The immediate period after spinal cord injury (SCI) is one of the only opportunities that clinicians and care-givers have to make a real difference to patient outcomes. One of the main aims during this period is to preserve blood flow and oxygen delivery to the spinal cord to prevent any further damage from occurring after the injury. The heart acts as the major pump for blood to be pumped to the spinal cord and the body. It has been shown in small animal models and in humans with long-standing SCI that the ability of the heart to pump blood after injury is compromised, which may in turn reduce the amount of blood and oxygen delivered to the injured cord.
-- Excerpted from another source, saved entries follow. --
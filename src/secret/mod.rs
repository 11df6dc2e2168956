//! Secret values of the helm chart.
//!
//! Encryption itself is an external service behind [`SecretManager`]. This
//! module decides whether secrets are present and decodes secret values files
//! read through the giterminism [`FileReader`], so they obey the same commit
//! policy as the rest of the config.

use anyhow::{Context, Result, bail};
use serde_yaml::{Mapping, Value};
use tracing::info;

use crate::giterminism::FileReader;

/// Directory of secret files inside the chart.
pub const SECRET_DIR_NAME: &str = "secret";

/// Secret values file picked up from the chart by default.
pub const DEFAULT_SECRET_VALUES_FILE_NAME: &str = "secret-values.yaml";

/// Decrypts and encrypts YAML documents with secret values.
pub trait SecretManager: Send + Sync {
    fn decrypt_yaml_data(&self, data: &[u8]) -> Result<Vec<u8>>;
    fn encrypt_yaml_data(&self, data: &[u8]) -> Result<Vec<u8>>;
}

/// Used when no key is available or decryption is disabled: every scalar
/// becomes an empty string, keeping the structure of the values.
#[derive(Debug, Clone, Copy, Default)]
pub struct IgnoreKeySecretManager;

fn blank_scalars(value: Value) -> Value {
    match value {
        Value::Mapping(mapping) => {
            Value::Mapping(mapping.into_iter().map(|(key, value)| (key, blank_scalars(value))).collect())
        }
        Value::Sequence(items) => Value::Sequence(items.into_iter().map(blank_scalars).collect()),
        Value::Tagged(mut tagged) => {
            tagged.value = blank_scalars(tagged.value);
            Value::Tagged(tagged)
        }
        Value::Null => Value::Null,
        Value::Bool(_) | Value::Number(_) | Value::String(_) => Value::String(String::new()),
    }
}

impl SecretManager for IgnoreKeySecretManager {
    fn decrypt_yaml_data(&self, data: &[u8]) -> Result<Vec<u8>> {
        let value: Value = serde_yaml::from_slice(data).context("secret data is not valid YAML")?;
        let blanked = serde_yaml::to_string(&blank_scalars(value))?;
        Ok(blanked.into_bytes())
    }

    fn encrypt_yaml_data(&self, _data: &[u8]) -> Result<Vec<u8>> {
        bail!("cannot encrypt secret data: the secret key is not available")
    }
}

fn chart_path(chart_dir: &str, name: &str) -> String {
    match chart_dir.trim_end_matches('/') {
        "" | "." => name.to_string(),
        dir => format!("{dir}/{name}"),
    }
}

/// Whether the chart has a `secret` directory or a `secret-values.yaml`, or
/// extra secret values files were given.
pub fn secrets_exist(reader: &FileReader, chart_dir: &str, values_files: &[String]) -> Result<bool> {
    if !values_files.is_empty() {
        return Ok(true);
    }

    let secret_dir = chart_path(chart_dir, SECRET_DIR_NAME);
    if reader
        .is_helm_directory_exist(&secret_dir)
        .with_context(|| format!("unable to check existence of the directory '{secret_dir}'"))?
    {
        return Ok(true);
    }

    let values_file = chart_path(chart_dir, DEFAULT_SECRET_VALUES_FILE_NAME);
    reader
        .is_helm_file_exist(&values_file)
        .with_context(|| format!("unable to check existence of the file '{values_file}'"))
}

/// Picks the manager for a chart: `keyed` when secrets exist and decryption
/// is enabled, [`IgnoreKeySecretManager`] otherwise.
pub fn secret_manager_for<F>(
    reader: &FileReader,
    chart_dir: &str,
    values_files: &[String],
    ignore_secret_key: bool,
    keyed: F,
) -> Result<Box<dyn SecretManager>>
where
    F: FnOnce() -> Result<Box<dyn SecretManager>>,
{
    if !secrets_exist(reader, chart_dir, values_files)? {
        return Ok(Box::new(IgnoreKeySecretManager));
    }
    if ignore_secret_key {
        info!("Secrets decryption disabled");
        return Ok(Box::new(IgnoreKeySecretManager));
    }
    keyed()
}

/// Reads a secret values file through the resolver and decrypts it.
pub fn decode_secret_values_file(
    reader: &FileReader,
    rel_path: &str,
    manager: &dyn SecretManager,
) -> Result<Mapping> {
    let data = reader.read_helm_file(rel_path)?;
    let decoded = manager
        .decrypt_yaml_data(&data)
        .with_context(|| format!("cannot decode file '{rel_path}' secret data"))?;

    let values: Option<Mapping> = serde_yaml::from_slice(&decoded)
        .with_context(|| format!("cannot unmarshal secret values file '{rel_path}'"))?;
    Ok(values.unwrap_or_default())
}

#[cfg(test)]
mod tests {
    use super::*;
    use crate::giterminism::{GiterminismError, GiterminismManager, GiterminismOptions};
    use crate::test_utils::{MemoryGitRepo, TestProject};
    use std::sync::Arc;

    /// Reverses every string value, enough to tell decrypted data apart.
    struct ReversingManager;

    impl SecretManager for ReversingManager {
        fn decrypt_yaml_data(&self, data: &[u8]) -> Result<Vec<u8>> {
            let mut mapping: Mapping = serde_yaml::from_slice(data)?;
            for (_, value) in mapping.iter_mut() {
                if let Value::String(s) = value {
                    *s = s.chars().rev().collect();
                }
            }
            Ok(serde_yaml::to_string(&mapping)?.into_bytes())
        }

        fn encrypt_yaml_data(&self, data: &[u8]) -> Result<Vec<u8>> {
            self.decrypt_yaml_data(data)
        }
    }

    fn strict_reader(project: &TestProject, repo: MemoryGitRepo) -> FileReader {
        let manager =
            GiterminismManager::new(project.path(), Some(Arc::new(repo)), &GiterminismOptions::default())
                .unwrap();
        FileReader::new(Arc::new(manager))
    }

    #[test]
    fn test_ignore_key_manager_blanks_scalars() {
        let out = IgnoreKeySecretManager
            .decrypt_yaml_data(b"password: s3cr3t\nnested:\n  port: 5432\n  list: [a, true]\nempty: null\n")
            .unwrap();
        let value: Value = serde_yaml::from_slice(&out).unwrap();
        assert_eq!(value["password"], Value::String(String::new()));
        assert_eq!(value["nested"]["port"], Value::String(String::new()));
        assert_eq!(value["nested"]["list"][1], Value::String(String::new()));
        assert_eq!(value["empty"], Value::Null);
        assert!(IgnoreKeySecretManager.encrypt_yaml_data(b"a: b").is_err());
    }

    #[test]
    fn test_secrets_exist_in_working_tree() {
        let project = TestProject::new().unwrap();
        let reader = project.reader(true).unwrap();
        assert!(!secrets_exist(&reader, ".helm", &[]).unwrap());
        assert!(secrets_exist(&reader, ".helm", &["extra.yaml".to_string()]).unwrap());

        project.write(".helm/secret/tls.crt", "cert").unwrap();
        assert!(secrets_exist(&reader, ".helm", &[]).unwrap());
    }

    #[test]
    fn test_secrets_exist_in_commit() {
        let project = TestProject::new().unwrap();
        let repo = MemoryGitRepo::new().with_file(".helm/secret-values.yaml", "a: b\n");
        let reader = strict_reader(&project, repo);
        assert!(secrets_exist(&reader, ".helm", &[]).unwrap());
    }

    #[test]
    fn test_secret_manager_selection() {
        let project = TestProject::new().unwrap();
        project.write(".helm/secret-values.yaml", "a: b\n").unwrap();
        let reader = project.reader(true).unwrap();

        let manager = secret_manager_for(&reader, ".helm", &[], false, || {
            Ok(Box::new(ReversingManager) as Box<dyn SecretManager>)
        })
        .unwrap();
        let decoded = decode_secret_values_file(&reader, ".helm/secret-values.yaml", manager.as_ref()).unwrap();
        assert_eq!(decoded.get("a"), Some(&Value::String("b".chars().rev().collect())));

        let manager = secret_manager_for(&reader, ".helm", &[], true, || panic!("key must not be loaded")).unwrap();
        let decoded = decode_secret_values_file(&reader, ".helm/secret-values.yaml", manager.as_ref()).unwrap();
        assert_eq!(decoded.get("a"), Some(&Value::String(String::new())));
    }

    #[test]
    fn test_decode_from_commit_detects_local_changes() {
        let project = TestProject::new().unwrap();
        project.write(".helm/secret-values.yaml", "token: abc\n").unwrap();
        let repo = MemoryGitRepo::new().with_file(".helm/secret-values.yaml", "token: cba\n");
        let reader = strict_reader(&project, repo);

        let err = decode_secret_values_file(&reader, ".helm/secret-values.yaml", &ReversingManager).unwrap_err();
        assert!(matches!(
            err.downcast_ref::<GiterminismError>(),
            Some(GiterminismError::UncommittedChanges { .. })
        ));

        project.write(".helm/secret-values.yaml", "token: cba\n").unwrap();
        let decoded = decode_secret_values_file(&reader, ".helm/secret-values.yaml", &ReversingManager).unwrap();
        assert_eq!(decoded.get("token"), Some(&Value::String("abc".to_string())));
    }
}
It is unclear how quickly these changes occur in the heart following SCI and how best to manage heart function such that blood flow and oxygen delivery can be optimized. In the present study, the investigators will examine how the heart functions immediately after SCI. The findings from this study are expected to provide new information that could help clinicians improve the management of people who have just suffered a SCI.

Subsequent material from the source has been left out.